Зимой 1952 г. бывший посол США в Турции (декабрь 1951 – декабрь 1952 г.), а также помощник Государственного секретаря США по ближневосточным делам Джордж Макги направили госсекретарю серию должностных записок, в которых говорили, что «усиление панисламизма в среде мусульманских стран – это знак времени. Но этот процесс не является безусловным злом для стран Запада, если нам (США. – А.У.) удастся размежевать религиозную и политическую составляющую этого процесса». Именно в религиозной стороне процесса Макги видел потенциальную угрозу для политики стран Запада на Ближнем Востоке. В качестве контрмеры высокопоставленный чиновник Государственного департамента предлагал «оказать максимальное влияние на Пакистан и страны Ближнего Востока, дабы они пересмотрели модели политического единения в сторону светского базиса. Западные державы должны предложить арабским странам модель политической и экономической унификации региона, которая бы смогла нейтрализовать возможные источники проблем для западных держав»[36].

Посол США в Кабуле Джордж Меррелл также выражал мнение о том, что «именно политико-экономический базис – это единственно возможный выбор для Запада на Ближнем Востоке.
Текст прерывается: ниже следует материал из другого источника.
//! Batch accrual over every active pool.

use super::period::AccrualCalendar;
use super::rolling::{rolling_apy, RollingWindows};
use crate::accrual::{project_index, weighted_apy, AccrualError, MissingQuote};
use crate::math::{MathError, Rate, Wad};
use crate::model::{AccrualRecord, PoolId, YieldQuote};
use crate::oracle::{OracleFetchError, YieldSource};
use crate::store::{Ledger, LedgerTx, StoreError};
use serde::{Deserialize, Serialize};
use std::future::Future;
use std::sync::atomic::{AtomicU64, Ordering};
use std::time::Duration;
use thiserror::Error;
use time::OffsetDateTime;
use tracing::{error, info, warn};

const DEFAULT_FETCH_TIMEOUT: Duration = Duration::from_secs(30);
const DEFAULT_LEASE_TTL: Duration = Duration::from_secs(15 * 60);

static RUN_SEQ: AtomicU64 = AtomicU64::new(0);

/// Lease owner for one run: unique per process and per run within it.
fn run_owner() -> String {
    format!(
        "{}:{}",
        std::process::id(),
        RUN_SEQ.fetch_add(1, Ordering::Relaxed)
    )
}

#[derive(Error, Debug)]
pub enum RunError {
    #[error("another accrual run is in progress")]
    RunInProgress,
    #[error("yield feed: {0}")]
    Oracle(#[from] OracleFetchError),
    #[error("store: {0}")]
    Store(#[from] StoreError),
}

/// Why one pool's update failed. The run carries on with the others.
#[derive(Error, Debug)]
pub enum PoolError {
    #[error(transparent)]
    Accrual(#[from] AccrualError),
    #[error(transparent)]
    Math(#[from] MathError),
    #[error("store: {0}")]
    Store(#[from] StoreError),
}

#[derive(Clone, Copy, Debug, PartialEq, Eq, Serialize, Deserialize)]
#[serde(rename_all = "snake_case")]
pub enum FailureKind {
    IndexRegression,
    UnrealisticGrowth,
    Math,
    Store,
}

impl PoolError {
    pub fn kind(&self) -> FailureKind {
        match self {
            PoolError::Accrual(AccrualError::IndexRegression { .. }) => FailureKind::IndexRegression,
            PoolError::Accrual(AccrualError::UnrealisticGrowth { .. }) => {
                FailureKind::UnrealisticGrowth
            }
            PoolError::Accrual(AccrualError::Math(_)) | PoolError::Math(_) => FailureKind::Math,
            PoolError::Store(_) => FailureKind::Store,
        }
    }
}

#[derive(Clone, Debug, PartialEq, Eq, Serialize, Deserialize)]
pub struct PoolOutcome {
    pub pool_id: PoolId,
    pub old_index: Wad,
    pub new_index: Wad,
    pub yield_generated: Wad,
    pub growth_rate_percent: Rate,
    pub annual_percent: Rate,
    pub total_staked_at_run: Wad,
    #[serde(default, skip_serializing_if = "Vec::is_empty")]
    pub missing_quotes: Vec<MissingQuote>,
}

#[derive(Clone, Debug, PartialEq, Eq, Serialize, Deserialize)]
pub struct FailedPool {
    pub pool_id: PoolId,
    pub kind: FailureKind,
    pub error: String,
}

#[derive(Clone, Copy, Debug, PartialEq, Eq, Serialize, Deserialize)]
#[serde(rename_all = "snake_case")]
pub enum SkipReason {
    AlreadyAccrued,
    Inactive,
    NoStakedBalance,
    /// Listed at the start of the run but gone when locked.
    NotFound,
}

#[derive(Clone, Debug, PartialEq, Eq, Serialize, Deserialize)]
pub struct SkippedPool {
    pub pool_id: PoolId,
    pub reason: SkipReason,
}

#[derive(Clone, Debug, PartialEq, Eq, Serialize, Deserialize)]
pub struct RollingUpdate {
    pub pool_id: PoolId,
    pub apy_rolling_7: Option<Rate>,
    pub apy_rolling_30: Option<Rate>,
}

#[derive(Clone, Debug, PartialEq, Eq, Serialize, Deserialize)]
pub struct RunResult {
    pub period: i64,
    #[serde(with = "time::serde::rfc3339")]
    pub started_at: OffsetDateTime,
    pub quotes: Vec<YieldQuote>,
    pub succeeded: Vec<PoolOutcome>,
    pub failed: Vec<FailedPool>,
    pub skipped: Vec<SkippedPool>,
    pub rolling: Vec<RollingUpdate>,
}

#[derive(Clone, Copy, Debug, PartialEq, Eq)]
pub struct OrchestratorConfig {
    pub calendar: AccrualCalendar,
    pub windows: RollingWindows,
    pub fetch_timeout: Duration,
    /// How long a run lease stays valid if its run never releases it.
    pub lease_ttl: Duration,
}

impl Default for OrchestratorConfig {
    fn default() -> Self {
        Self {
            calendar: AccrualCalendar::daily(),
            windows: RollingWindows::default(),
            fetch_timeout: DEFAULT_FETCH_TIMEOUT,
            lease_ttl: DEFAULT_LEASE_TTL,
        }
    }
}

enum PoolAccrual {
    Applied(PoolOutcome),
    Skipped(SkipReason),
}

/// Drives one accrual per pool per period. Only one run executes at a time
/// per store, enforced through the store's run lease.
pub struct AccrualOrchestrator<Y, L> {
    source: Y,
    ledger: L,
    config: OrchestratorConfig,
}

impl<Y: YieldSource, L: Ledger> AccrualOrchestrator<Y, L> {
    pub fn new(source: Y, ledger: L, config: OrchestratorConfig) -> Self {
        Self {
            source,
            ledger,
            config,
        }
    }

    pub fn ledger(&self) -> &L {
        &self.ledger
    }

    pub fn config(&self) -> &OrchestratorConfig {
        &self.config
    }

    pub async fn run(&self) -> Result<RunResult, RunError> {
        self.run_at(OffsetDateTime::now_utc()).await
    }

    /// Run as if the clock read `now`. The lease itself always runs on the wall clock.
    pub async fn run_at(&self, now: OffsetDateTime) -> Result<RunResult, RunError> {
        let owner = run_owner();
        let clock = OffsetDateTime::now_utc();
        let ttl = time::Duration::try_from(self.config.lease_ttl).unwrap_or(time::Duration::MAX);
        let expires_at = clock.saturating_add(ttl);
        let acquired = self
            .ledger
            .transaction(|tx| tx.try_acquire_run_lease(&owner, clock, expires_at))?;
        if !acquired {
            warn!("accrual run rejected, another run holds the lease");
            return Err(RunError::RunInProgress);
        }
        let outcome = self.run_leased(now).await;
        if let Err(e) = self.ledger.transaction(|tx| tx.release_run_lease(&owner)) {
            warn!(error = %e, %expires_at, "run lease not released, it lapses at expiry");
        }
        outcome
    }

    async fn run_leased(&self, now: OffsetDateTime) -> Result<RunResult, RunError> {
        let period = self.config.calendar.period_of(now);
        info!(period, "accrual run started");

        let quotes = match tokio::time::timeout(self.config.fetch_timeout, self.source.fetch_quotes())
            .await
        {
            Ok(fetched) => fetched?,
            Err(_) => return Err(OracleFetchError::Timeout(self.config.fetch_timeout).into()),
        };
        if quotes.is_empty() {
            warn!("yield feed returned no quotes, pools accrue at zero");
        }
        let pools = self.ledger.list_active_pools_with_balance()?;
        info!(pools = pools.len(), quotes = quotes.len(), "accruing");

        let mut result = RunResult {
            period,
            started_at: now,
            quotes,
            succeeded: Vec::new(),
            failed: Vec::new(),
            skipped: Vec::new(),
            rolling: Vec::new(),
        };
        for pool in pools {
            match self.accrue_pool(&pool.id, &result.quotes, period, now) {
                Ok(PoolAccrual::Applied(outcome)) => {
                    info!(
                        pool = %outcome.pool_id,
                        old_index = %outcome.old_index,
                        new_index = %outcome.new_index,
                        yield_generated = %outcome.yield_generated,
                        "pool accrued"
                    );
                    result.succeeded.push(outcome);
                }
                Ok(PoolAccrual::Skipped(reason)) => {
                    info!(pool = %pool.id, ?reason, "pool skipped");
                    result.skipped.push(SkippedPool {
                        pool_id: pool.id,
                        reason,
                    });
                }
                Err(e) => {
                    let kind = e.kind();
                    if kind == FailureKind::IndexRegression {
                        error!(pool = %pool.id, alert = "operator", error = %e, "index regression, pool update halted");
                    } else {
                        warn!(pool = %pool.id, ?kind, error = %e, "pool accrual failed");
                    }
                    result.failed.push(FailedPool {
                        pool_id: pool.id,
                        kind,
                        error: e.to_string(),
                    });
                }
            }
        }

        self.refresh_rolling(&mut result);
        info!(
            period,
            succeeded = result.succeeded.len(),
            failed = result.failed.len(),
            skipped = result.skipped.len(),
            "accrual run finished"
        );
        Ok(result)
    }

    fn accrue_pool(
        &self,
        id: &PoolId,
        quotes: &[YieldQuote],
        period: i64,
        now: OffsetDateTime,
    ) -> Result<PoolAccrual, PoolError> {
        let calendar = self.config.calendar;
        self.ledger.transaction(|tx: &mut dyn LedgerTx| {
            let Some(pool) = tx.get_pool_for_update(id)? else {
                return Ok(PoolAccrual::Skipped(SkipReason::NotFound));
            };
            if !pool.is_active {
                return Ok(PoolAccrual::Skipped(SkipReason::Inactive));
            }
            if pool.total_staked_balance.is_zero() {
                return Ok(PoolAccrual::Skipped(SkipReason::NoStakedBalance));
            }
            if pool
                .last_accrual_at
                .is_some_and(|last| calendar.period_of(last) >= period)
            {
                return Ok(PoolAccrual::Skipped(SkipReason::AlreadyAccrued));
            }

            let blended = weighted_apy(&pool.strategy_allocations, quotes)?;
            for m in &blended.missing {
                warn!(
                    pool = %id,
                    protocol = %m.protocol_id,
                    allocation = %m.allocation_percent,
                    "no quote for allocated protocol, counted as zero"
                );
            }
            let projection = project_index(
                pool.current_index,
                pool.total_staked_balance,
                blended.annual_percent,
                calendar.periods_per_year(),
                now,
            )?;
            let staked_after = pool
                .total_staked_balance
                .checked_add(projection.yield_generated)?;
            tx.update_pool_accrual(
                id,
                projection.new_index,
                projection.yield_generated,
                staked_after,
                now,
            )?;
            tx.append_accrual_record(&AccrualRecord {
                pool_id: id.clone(),
                period,
                old_index: projection.old_index,
                new_index: projection.new_index,
                yield_generated: projection.yield_generated,
                growth_rate_percent: projection.growth_rate_percent,
                annual_percent: blended.annual_percent,
                total_staked_at_run: pool.total_staked_balance,
                timestamp: now,
            })?;
            Ok(PoolAccrual::Applied(PoolOutcome {
                pool_id: id.clone(),
                old_index: projection.old_index,
                new_index: projection.new_index,
                yield_generated: projection.yield_generated,
                growth_rate_percent: projection.growth_rate_percent,
                annual_percent: blended.annual_percent,
                total_staked_at_run: pool.total_staked_balance,
                missing_quotes: blended.missing,
            }))
        })
    }

    /// Recompute trailing rates for the pools accrued in this run.
    fn refresh_rolling(&self, result: &mut RunResult) {
        let windows = self.config.windows;
        let per_year = self.config.calendar.periods_per_year();
        let period = result.period;
        for outcome in &result.succeeded {
            let id = &outcome.pool_id;
            let current = outcome.new_index;
            let update = self.ledger.transaction(|tx: &mut dyn LedgerTx| {
                let mut trailing = |window: u32| -> Result<Option<Rate>, PoolError> {
                    match tx.get_index_at_or_before(id, period - i64::from(window))? {
                        Some(past) => Ok(Some(rolling_apy(current, past, window, per_year)?)),
                        None => Ok(None),
                    }
                };
                let apy_7 = trailing(windows.short)?;
                let apy_30 = trailing(windows.long)?;
                tx.update_pool_rolling_apy(id, apy_7, apy_30)?;
                Ok::<_, PoolError>(RollingUpdate {
                    pool_id: id.clone(),
                    apy_rolling_7: apy_7,
                    apy_rolling_30: apy_30,
                })
            });
            match update {
                Ok(u) => result.rolling.push(u),
                Err(e) => warn!(pool = %id, error = %e, "rolling apy not updated"),
            }
        }
    }

    /// Run once per period until `shutdown` resolves. Failed runs are logged and retried next period.
    pub async fn run_every_period<S>(&self, shutdown: S)
    where
        S: Future<Output = ()>,
    {
        tokio::pin!(shutdown);
        loop {
            match self.run().await {
                Ok(r) => info!(
                    period = r.period,
                    succeeded = r.succeeded.len(),
                    failed = r.failed.len(),
                    "scheduled run complete"
                ),
                Err(e) => error!(error = %e, "scheduled run aborted"),
            }
            let wait = self
                .config
                .calendar
                .until_next_period(OffsetDateTime::now_utc());
            tokio::select! {
                _ = &mut shutdown => {
                    info!("scheduler stopped");
                    return;
                }
                _ = tokio::time::sleep(wait) => {}
            }
        }
    }
}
США необходимо отсечь от власти религиозных фанатиков, дабы не произошло слияние антизападных и традиционалистских тенденций, столь сильных в арабском мире»[37].
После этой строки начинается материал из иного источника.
//! Persistence ports and adapters.
//!
//! Every mutation goes through [`Ledger::transaction`]: the closure receives a
//! [`LedgerTx`] that holds the store's exclusive write lock until it returns.
//! `Ok` commits, `Err` rolls back. Reads made through the transaction
//! (`*_for_update`) therefore see the same state the writes are applied to.

mod memory;
mod sqlite;

pub use memory::MemoryLedger;
pub use sqlite::SqliteLedger;

use crate::math::{MathError, Rate, Wad};
use crate::model::{AccrualRecord, HolderId, HolderPosition, Pool, PoolId, StrategyAllocation};
use thiserror::Error;
use time::OffsetDateTime;

#[derive(Error, Debug)]
pub enum StoreError {
    #[error("sqlite: {0}")]
    Sqlite(#[from] rusqlite::Error),
    #[error("io: {0}")]
    Io(#[from] std::io::Error),
    #[error("pool {0} not found")]
    PoolNotFound(PoolId),
    #[error("pool {0} already exists")]
    PoolExists(PoolId),
    #[error("no position for {holder} in pool {pool}")]
    PositionNotFound { holder: HolderId, pool: PoolId },
    #[error("store lock poisoned: {0}")]
    Poisoned(String),
    #[error(transparent)]
    Math(#[from] MathError),
}

/// Pool records.
pub trait PoolStore {
    /// Read a pool while holding the write lock.
    fn get_pool_for_update(&mut self, id: &PoolId) -> Result<Option<Pool>, StoreError>;

    fn insert_pool(&mut self, pool: &Pool) -> Result<(), StoreError>;

    fn list_pools(&mut self) -> Result<Vec<Pool>, StoreError>;

    /// Active pools with a non-zero staked balance, ordered by id.
    fn list_active_pools_with_balance(&mut self) -> Result<Vec<Pool>, StoreError> {
        Ok(self
            .list_pools()?
            .into_iter()
            .filter(Pool::is_accruable)
            .collect())
    }

    /// Commit one accrual: set the index, add to cumulative yield, record the
    /// staked balance it ran against and the accrual time.
    fn update_pool_accrual(
        &mut self,
        id: &PoolId,
        new_index: Wad,
        added_yield: Wad,
        staked: Wad,
        at: OffsetDateTime,
    ) -> Result<(), StoreError>;

    fn update_pool_rolling_apy(
        &mut self,
        id: &PoolId,
        apy_7: Option<Rate>,
        apy_30: Option<Rate>,
    ) -> Result<(), StoreError>;

    fn update_pool_balances(
        &mut self,
        id: &PoolId,
        total_shares: Wad,
        total_staked: Wad,
        pending_deposit: Wad,
    ) -> Result<(), StoreError>;

    fn update_pool_strategy(
        &mut self,
        id: &PoolId,
        allocations: &[StrategyAllocation],
    ) -> Result<(), StoreError>;

    fn set_pool_active(&mut self, id: &PoolId, active: bool) -> Result<(), StoreError>;
}

/// Append-only accrual history.
pub trait HistoryStore {
    fn append_accrual_record(&mut self, record: &AccrualRecord) -> Result<(), StoreError>;

    /// Pool index as of the end of `period`: the `new_index` of the latest
    /// record at or before it, else the `old_index` of a record in the period
    /// right after. `None` when history does not reach back that far.
    fn get_index_at_or_before(
        &mut self,
        pool: &PoolId,
        period: i64,
    ) -> Result<Option<Wad>, StoreError>;

    /// Most recent first.
    fn list_accrual_records(
        &mut self,
        pool: &PoolId,
        limit: usize,
    ) -> Result<Vec<AccrualRecord>, StoreError>;
}

/// Holder positions.
pub trait PositionStore {
    fn get_position_for_update(
        &mut self,
        holder: &HolderId,
        pool: &PoolId,
    ) -> Result<Option<HolderPosition>, StoreError>;

    /// Insert or replace the position after a deposit.
    fn apply_deposit(&mut self, position: &HolderPosition) -> Result<(), StoreError>;

    /// Replace an existing position after a withdrawal.
    fn apply_withdrawal(&mut self, position: &HolderPosition) -> Result<(), StoreError>;
}

/// Store-wide lease that admits one accrual run at a time, across every
/// orchestrator and process sharing the store.
pub trait RunLockStore {
    /// Claim the lease for `owner` until `expires_at`. Fails (returns `false`)
    /// while a different owner holds a lease that has not expired at `now`.
    fn try_acquire_run_lease(
        &mut self,
        owner: &str,
        now: OffsetDateTime,
        expires_at: OffsetDateTime,
    ) -> Result<bool, StoreError>;

    /// Drop the lease if `owner` still holds it.
    fn release_run_lease(&mut self, owner: &str) -> Result<(), StoreError>;
}

/// Everything reachable inside one transaction.
pub trait LedgerTx: PoolStore + HistoryStore + PositionStore + RunLockStore {}

impl<T: PoolStore + HistoryStore + PositionStore + RunLockStore> LedgerTx for T {}

/// A store that can run [`LedgerTx`] closures atomically.
///
/// The write lock is store-wide, which also gives every pool and position
/// its own exclusive lock.
pub trait Ledger: Send + Sync {
    fn transaction<T, E, F>(&self, f: F) -> Result<T, E>
    where
        F: FnOnce(&mut dyn LedgerTx) -> Result<T, E>,
        E: From<StoreError>;

    fn get_pool(&self, id: &PoolId) -> Result<Option<Pool>, StoreError> {
        self.transaction(|tx| tx.get_pool_for_update(id))
    }

    fn list_pools(&self) -> Result<Vec<Pool>, StoreError> {
        self.transaction(|tx| tx.list_pools())
    }

    fn list_active_pools_with_balance(&self) -> Result<Vec<Pool>, StoreError> {
        self.transaction(|tx| tx.list_active_pools_with_balance())
    }

    fn get_position(
        &self,
        holder: &HolderId,
        pool: &PoolId,
    ) -> Result<Option<HolderPosition>, StoreError> {
        self.transaction(|tx| tx.get_position_for_update(holder, pool))
    }

    fn list_accrual_records(
        &self,
        pool: &PoolId,
        limit: usize,
    ) -> Result<Vec<AccrualRecord>, StoreError> {
        self.transaction(|tx| tx.list_accrual_records(pool, limit))
    }
}

impl<L: Ledger> Ledger for std::sync::Arc<L> {
    fn transaction<T, E, F>(&self, f: F) -> Result<T, E>
    where
        F: FnOnce(&mut dyn LedgerTx) -> Result<T, E>,
        E: From<StoreError>,
    {
        (**self).transaction(f)
    }
}

/// Shared lookup rule for [`HistoryStore::get_index_at_or_before`] over
/// records sorted by ascending period.
pub(crate) fn index_at_end_of(records: &[&AccrualRecord], period: i64) -> Option<Wad> {
    if let Some(r) = records.iter().rev().find(|r| r.period <= period) {
        return Some(r.new_index);
    }
    records
        .iter()
        .find(|r| r.period == period + 1)
        .map(|r| r.old_index)
}

#[cfg(test)]
pub(crate) mod testing {
    //! Behaviour every adapter must share.

    use super::*;
    use crate::model::PoolKey;

    pub fn ts(unix: i64) -> OffsetDateTime {
        OffsetDateTime::from_unix_timestamp(unix).unwrap()
    }

    pub fn wad(s: &str) -> Wad {
        s.parse().unwrap()
    }

    pub fn sample_pool() -> Pool {
        let mut p = Pool::new(
            PoolKey::new("client_a", "base", "usdc"),
            vec![StrategyAllocation::new("AAVE", Wad::from_int(100))],
            ts(1_700_000_000),
        );
        p.total_staked_balance = wad("1000");
        p.total_shares = wad("1000");
        p
    }

    pub fn record(pool: &PoolId, period: i64, old: &str, new: &str) -> AccrualRecord {
        AccrualRecord {
            pool_id: pool.clone(),
            period,
            old_index: wad(old),
            new_index: wad(new),
            yield_generated: wad("0.1"),
            growth_rate_percent: "0.01".parse().unwrap(),
            annual_percent: "3.7".parse().unwrap(),
            total_staked_at_run: wad("1000"),
            timestamp: ts(period * 86_400),
        }
    }

    pub fn pool_round_trip<L: Ledger>(ledger: &L) {
        let pool = sample_pool();
        ledger
            .transaction(|tx| tx.insert_pool(&pool))
            .unwrap();
        assert_eq!(ledger.get_pool(&pool.id).unwrap(), Some(pool.clone()));
        let dup = ledger.transaction(|tx| tx.insert_pool(&pool));
        assert!(matches!(dup, Err(StoreError::PoolExists(_))));

        ledger
            .transaction(|tx| {
                tx.update_pool_accrual(&pool.id, wad("1.01"), wad("10"), wad("1000"), ts(1_700_086_400))
            })
            .unwrap();
        ledger
            .transaction(|tx| tx.update_pool_rolling_apy(&pool.id, Some("3.5".parse().unwrap()), None))
            .unwrap();
        let got = ledger.get_pool(&pool.id).unwrap().unwrap();
        assert_eq!(got.current_index, wad("1.01"));
        assert_eq!(got.cumulative_yield, wad("10"));
        assert_eq!(got.last_accrual_at, Some(ts(1_700_086_400)));
        assert_eq!(got.apy_rolling_7, Some("3.5".parse().unwrap()));
        assert_eq!(got.apy_rolling_30, None);

        let missing = PoolId::from("nope");
        let err = ledger.transaction(|tx| tx.set_pool_active(&missing, false));
        assert!(matches!(err, Err(StoreError::PoolNotFound(_))));
    }

    pub fn active_listing<L: Ledger>(ledger: &L) {
        let funded = sample_pool();
        let mut empty = Pool::new(PoolKey::new("client_a", "base", "weth"), vec![], ts(0));
        empty.pending_deposit_balance = wad("5");
        let mut inactive = Pool::new(PoolKey::new("client_b", "base", "usdc"), vec![], ts(0));
        inactive.total_staked_balance = wad("5");
        inactive.is_active = false;
        ledger
            .transaction(|tx| {
                tx.insert_pool(&funded)?;
                tx.insert_pool(&empty)?;
                tx.insert_pool(&inactive)
            })
            .unwrap();
        let active = ledger.list_active_pools_with_balance().unwrap();
        assert_eq!(active.len(), 1);
        assert_eq!(active[0].id, funded.id);
        assert_eq!(ledger.list_pools().unwrap().len(), 3);
    }

    pub fn failed_transaction_rolls_back<L: Ledger>(ledger: &L) {
        let pool = sample_pool();
        ledger.transaction(|tx| tx.insert_pool(&pool)).unwrap();
        let res: Result<(), StoreError> = ledger.transaction(|tx| {
            tx.update_pool_accrual(&pool.id, wad("1.5"), wad("500"), wad("1000"), ts(1))?;
            tx.append_accrual_record(&record(&pool.id, 1, "1", "1.5"))?;
            Err(StoreError::Poisoned("abort".into()))
        });
        assert!(res.is_err());
        assert_eq!(ledger.get_pool(&pool.id).unwrap().unwrap().current_index, Wad::ONE);
        assert!(ledger.list_accrual_records(&pool.id, 10).unwrap().is_empty());
    }

    pub fn history_lookup<L: Ledger>(ledger: &L) {
        let pool = sample_pool();
        ledger
            .transaction(|tx| {
                tx.insert_pool(&pool)?;
                tx.append_accrual_record(&record(&pool.id, 10, "1", "1.1"))?;
                tx.append_accrual_record(&record(&pool.id, 11, "1.1", "1.2"))?;
                tx.append_accrual_record(&record(&pool.id, 13, "1.2", "1.3"))
            })
            .unwrap();
        let at = |period| {
            ledger
                .transaction(|tx| tx.get_index_at_or_before(&pool.id, period))
                .unwrap()
        };
        assert_eq!(at(9), Some(wad("1")));
        assert_eq!(at(10), Some(wad("1.1")));
        assert_eq!(at(12), Some(wad("1.2")));
        assert_eq!(at(20), Some(wad("1.3")));
        assert_eq!(at(8), None);

        let recent = ledger.list_accrual_records(&pool.id, 2).unwrap();
        assert_eq!(recent.len(), 2);
        assert_eq!(recent[0].period, 13);
        assert_eq!(recent[1].period, 11);
    }

    pub fn run_lease<L: Ledger>(ledger: &L) {
        let acquire = |owner: &str, now: i64, until: i64| {
            ledger
                .transaction(|tx| tx.try_acquire_run_lease(owner, ts(now), ts(until)))
                .unwrap()
        };
        let release = |owner: &str| ledger.transaction(|tx| tx.release_run_lease(owner)).unwrap();

        assert!(acquire("a", 100, 200));
        assert!(!acquire("b", 150, 250));
        // Holder may renew.
        assert!(acquire("a", 160, 260));
        // Expired leases are taken over.
        assert!(acquire("b", 260, 360));
        release("a");
        assert!(!acquire("c", 300, 400));
        release("b");
        assert!(acquire("c", 300, 400));
    }

    pub fn positions<L: Ledger>(ledger: &L) {
        let pool = sample_pool();
        let holder = HolderId::from("user_1");
        let mut pos = HolderPosition::open(holder.clone(), pool.id.clone(), wad("1.02"));
        pos.shares = wad("40");
        pos.total_deposited = wad("40");
        pos.last_deposit_at = Some(ts(1_700_000_100));
        ledger
            .transaction(|tx| {
                tx.insert_pool(&pool)?;
                tx.apply_deposit(&pos)
            })
            .unwrap();
        assert_eq!(ledger.get_position(&holder, &pool.id).unwrap(), Some(pos.clone()));

        pos.shares = Wad::ZERO;
        pos.total_withdrawn = wad("41");
        pos.is_active = false;
        ledger.transaction(|tx| tx.apply_withdrawal(&pos)).unwrap();
        assert_eq!(ledger.get_position(&holder, &pool.id).unwrap(), Some(pos));

        let stranger = HolderPosition::open(HolderId::from("user_2"), pool.id.clone(), Wad::ONE);
        let err = ledger.transaction(|tx| tx.apply_withdrawal(&stranger));
        assert!(matches!(err, Err(StoreError::PositionNotFound { .. })));
    }
}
Однако посол США в Саудовской Аравии Реймон Хеир видел в религиозной составляющей панисламизма один из возможных вариантов проникновения США на Ближний Восток. «Ведь, выставляя напоказ коммунистический нигилизм СССР, мы сможем добиться доверия ближневосточных лидеров»[38].

В итоге возобладала линия Дж. Макги. Советник госсекретаря по ближневосточным делам, а также его сторонники, в числе которых были глава ближневосточного департамента Государственного департамента Дж. Льюис Джоунс, а также глава департамента Южной Азии Л. Меткалф, направили госсекретарю Дину Ачесону записку следующего содержания: «Государственный департамент считает одним из главных достижений Кемаля Ататюрка его концепцию секуляризированной внешней политики. Госдепартамент считает применение этого принципа в отношении Пакистана и Афганистана самым приемлемым вариантом ведения внешней политики»[39].
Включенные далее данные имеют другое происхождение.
//! Trailing annualized performance from index history.

use crate::math::{MathError, Rate, Wad};
use serde::{Deserialize, Serialize};

#[derive(Clone, Copy, Debug, PartialEq, Eq, Serialize, Deserialize)]
#[serde(default)]
pub struct RollingWindows {
    pub short: u32,
    pub long: u32,
}

impl Default for RollingWindows {
    fn default() -> Self {
        Self { short: 7, long: 30 }
    }
}

/// `((current / past) - 1) * (periods_per_year / window) * 100`.
pub fn rolling_apy(
    current_index: Wad,
    past_index: Wad,
    window: u32,
    periods_per_year: u32,
) -> Result<Rate, MathError> {
    if window == 0 {
        return Err(MathError::DivisionByZero);
    }
    let growth = Rate::from_wad(current_index.wad_div(past_index)?)?.checked_sub(Rate::ONE)?;
    growth
        .mul_int(i128::from(periods_per_year) * 100)?
        .div_int(i128::from(window))
}

#[cfg(test)]
mod tests {
    use super::*;

    fn wad(s: &str) -> Wad {
        s.parse().unwrap()
    }

    #[test]
    fn one_percent_over_a_week() {
        let apy = rolling_apy(wad("1.01"), wad("1"), 7, 365).unwrap();
        // 0.01 * 365/7 * 100
        assert_eq!(apy.to_string(), "52.142857142857142857");
    }

    #[test]
    fn flat_history_is_zero() {
        assert_eq!(rolling_apy(wad("1.2"), wad("1.2"), 30, 365).unwrap(), Rate::ZERO);
    }

    #[test]
    fn degenerate_inputs() {
        assert_eq!(
            rolling_apy(wad("1"), Wad::ZERO, 7, 365),
            Err(MathError::DivisionByZero)
        );
        assert_eq!(
            rolling_apy(wad("1"), wad("1"), 0, 365),
            Err(MathError::DivisionByZero)
        );
    }
}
Один из основных вопросов, волновавших экспертов Государственного департамента, заключался в том, каковы взаимоотношения ислама и коммунизма, а также ислама и национализма. Логика анализа говорила экспертам, что ислам и коммунизм вряд ли могут образовать какой-либо прочный союз; слияние ислама и национализма в Госдепартаменте представлялось гораздо более опасным, что, впрочем, не мешало США выдвигать в качестве основной угрозы своим интересам на Ближнем Востоке проникновение коммунизма.

Однако ситуация стремительно менялась с возвышением в Египте Г. А. Насера, набиравшего вес в глазах арабского мира как панарабистского лидера, националиста и нейтралиста. Надежда «увидеть нового Ататюрка», которая возлагалась на Насера в Вашингтоне, быстро развеялась уже в течение 1952–1955 гг.[40]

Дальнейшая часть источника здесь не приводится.